Starting in May, the manufacturing giant plans to pay a dividend at roughly 40% of its adjusted free cash flow, 3M said in a statement Tuesday as it reported better-than-expected first-quarter earnings. That compares to a payout that translated to more than 60% of its free cash flow last year.
Departing 3M Chief Executive Officer Mike Roman said in an interview that the decision was a “resetting of our dividend” following the April 1 spinoff of its massive health-care business, now known as Solventum Corp. That business had accounted for about 30% of the company’s free cash flow, he said.
The move breaks with 3M’s legacy as so-called dividend aristocrat. The maker of Post-it notes, industrial adhesives and roofing granules earned that reputation by paying a dividend for more than a century without interruption. And through last year, it increased the payout on a per-share basis annually for several decades.
“Paying a competitive dividend has been a priority for 3M for more than 100 years,” Roman said on the company’s earnings call. “This will continue to be true.”

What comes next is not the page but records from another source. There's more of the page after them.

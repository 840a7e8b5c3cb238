//! Sniff: keywords and language constructs newer than the targeted PHP
//! versions

use crate::check::{position_at, FeatureCheck};
use crate::options::SniffOptions;
use crate::registry::Sniff;
use phpcompat_core::dispatch::next_significant;
use phpcompat_core::{evaluate, Diagnostic, FeatureTable, MessageTemplate, TokenKind, TokenStream};
use std::sync::OnceLock;

/// (lookup key, last version without it, first version with it, description)
const NEW_KEYWORDS: &[(&str, &str, &str, &str)] = &[
    ("__halt_compiler", "5.0", "5.1", "\"__halt_compiler\" keyword"),
    ("goto", "5.2", "5.3", "\"goto\" keyword"),
    ("namespace", "5.2", "5.3", "\"namespace\" keyword"),
    ("use", "5.2", "5.3", "\"use\" keyword (for traits/namespaces/anonymous functions)"),
    ("__dir__", "5.2", "5.3", "__DIR__ magic constant"),
    ("__namespace__", "5.2", "5.3", "__NAMESPACE__ magic constant"),
    ("nowdoc", "5.2", "5.3", "Nowdoc functionality"),
    ("trait", "5.3", "5.4", "\"trait\" keyword"),
    ("insteadof", "5.3", "5.4", "\"insteadof\" keyword (for traits)"),
    ("__trait__", "5.3", "5.4", "__TRAIT__ magic constant"),
    ("yield", "5.4", "5.5", "\"yield\" keyword (for generators)"),
    ("finally", "5.4", "5.5", "\"finally\" keyword (in exception handling)"),
    ("yield from", "5.6", "7.0", "\"yield from\" keyword (for generators)"),
    ("fn", "7.3", "7.4", "The \"fn\" keyword for arrow functions"),
    ("match", "7.4", "8.0", "The \"match\" keyword"),
    ("enum", "8.0", "8.1", "The \"enum\" keyword"),
    ("readonly", "8.0", "8.1", "The \"readonly\" keyword"),
];

const KEYWORD_KINDS: &[TokenKind] = &[
    TokenKind::HaltCompiler,
    TokenKind::Goto,
    TokenKind::Namespace,
    TokenKind::Use,
    TokenKind::MagicConstant,
    TokenKind::Nowdoc,
    TokenKind::Trait,
    TokenKind::Insteadof,
    TokenKind::Yield,
    TokenKind::Finally,
    TokenKind::Fn,
    TokenKind::Match,
    TokenKind::Enum,
    TokenKind::Readonly,
];

/// Keywords used as names were re-tagged by the tokenizer; anything still
/// carrying a keyword kind is the keyword itself
fn is_keyword(stream: &TokenStream, pos: usize) -> bool {
    stream.kind_at(pos).is_some_and(|k| KEYWORD_KINDS.contains(&k))
}

fn check() -> &'static FeatureCheck {
    static CHECK: OnceLock<FeatureCheck> = OnceLock::new();
    CHECK.get_or_init(|| {
        let tables = NEW_KEYWORDS
            .iter()
            .map(|&(key, absent, present, description)| {
                FeatureTable::builder(key)
                    .absent(absent)
                    .present(present)
                    .description(description)
                    .build()
            })
            .collect();
        FeatureCheck::new(tables, MessageTemplate::new("%s"), is_keyword)
    })
}

/// Table key for the keyword at `pos`
fn keyword_key(stream: &TokenStream, pos: usize) -> Option<String> {
    let token = stream.token_at(pos)?;
    let key = match token.kind {
        TokenKind::Nowdoc => "nowdoc".to_string(),
        TokenKind::Yield => {
            let from = next_significant(stream, pos)
                .and_then(|n| stream.token_at(n))
                .is_some_and(|t| t.kind == TokenKind::String && t.content_eq("from"));
            if from {
                "yield from".to_string()
            } else {
                "yield".to_string()
            }
        }
        _ => token.content.to_ascii_lowercase(),
    };
    Some(key)
}

/// Check a token stream for keywords newer than the target range
pub fn check_new_keywords(stream: &TokenStream, options: &SniffOptions) -> Vec<Diagnostic> {
    let check = check();
    let mut diagnostics = Vec::new();

    for pos in stream.positions_of(KEYWORD_KINDS) {
        if !(check.filter)(stream, pos) {
            continue;
        }
        let Some(key) = keyword_key(stream, pos) else {
            continue;
        };
        let Some(table) = check.index.get(&key) else {
            continue;
        };
        let Some(diagnosis) = evaluate(table, &options.test_version) else {
            continue;
        };
        diagnostics.extend(check.template.report_described(
            position_at(stream, pos),
            table.name(),
            table.description().unwrap_or(table.name()),
            table.alternative(),
            &diagnosis,
        ));
    }

    diagnostics
}

pub struct NewKeywordsSniff;

impl Sniff for NewKeywordsSniff {
    fn name(&self) -> &'static str {
        "new_keywords"
    }

    fn description(&self) -> &'static str {
        "Detect keywords and constructs not available in the oldest targeted PHP version"
    }

    fn check(&self, stream: &TokenStream, options: &SniffOptions) -> Vec<Diagnostic> {
        check_new_keywords(stream, options)
    }
}

#[cfg(test)]
mod tests {
    use super::*;
    use phpcompat_core::VersionRange;
    use phpcompat_core::tokenize;

    fn check_php(source: &str, test_version: &str) -> Vec<Diagnostic> {
        let stream = tokenize(source);
        let options = SniffOptions::new(VersionRange::parse(test_version).unwrap());
        check_new_keywords(&stream, &options)
    }

    #[test]
    fn test_goto() {
        let diagnostics = check_php("<?php goto end; end: echo 1;", "5.2");
        assert_eq!(diagnostics.len(), 1);
        assert_eq!(
            diagnostics[0].message,
            "\"goto\" keyword is not present in PHP version 5.2 or earlier"
        );
        assert_eq!(diagnostics[0].code, "gotoFound");
    }

    #[test]
    fn test_yield_from_is_distinct_from_yield() {
        let source = "<?php function g() { yield 1; yield from other(); }";
        let diagnostics = check_php(source, "5.5");
        assert_eq!(diagnostics.len(), 1);
        assert_eq!(diagnostics[0].code, "yield_fromFound");

        assert_eq!(check_php(source, "5.4").len(), 2);
    }

    #[test]
    fn test_match_and_arrow_function() {
        let source = "<?php $f = fn($x) => match($x) { 1 => 'a', default => 'b' };";
        let diagnostics = check_php(source, "7.3");
        let codes: Vec<&str> = diagnostics.iter().map(|d| d.code.as_str()).collect();
        assert_eq!(codes, vec!["fnFound", "matchFound"]);
    }

    #[test]
    fn test_magic_constant_and_nowdoc() {
        let source = "<?php\n$d = __DIR__;\n$s = <<<'TXT'\nraw\nTXT;\n";
        let diagnostics = check_php(source, "5.2");
        let codes: Vec<&str> = diagnostics.iter().map(|d| d.code.as_str()).collect();
        assert_eq!(codes, vec!["__dir__Found", "nowdocFound"]);
    }

    #[test]
    fn test_keywords_used_as_names_are_skipped() {
        let source = "<?php $obj->match(); Foo::enum(); $q->readonly; function fn_helper() {}";
        assert!(check_php(source, "7.0").is_empty());
    }

    #[test]
    fn test_supported_range() {
        assert!(check_php("<?php enum Suit { case Hearts; }", "8.1-").is_empty());
        assert_eq!(check_php("<?php enum Suit { case Hearts; }", "8.0-").len(), 1);
    }
}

The change puts 3M’s dividend in line with its industrial peers, he said.
Adjusted earnings were $2.39 per share in the first three months of the year, topping the $2.03 average of analyst estimates compiled by Bloomberg. Adjusted operating income margin was 21.9%, also exceeding Wall Street expectations for 19.8%.
3M initiated a full-year outlook for adjusted earnings of $6.80 to $7.30 per share, without contribution from its former health care division.
Roman’s six-year tenure was tumultuous. The company won praise during the pandemic for accelerating respirator production before it struggled to combat slumping sales, soaring inflation and legal challenges as the economy recovered. Roman plans to stay on as 3M’s executive chair.
The health-care spinoff raised nearly $8 billion in cash, while the company holds 19.9% of Solventum’s common stock, which will be monetized over the next five years.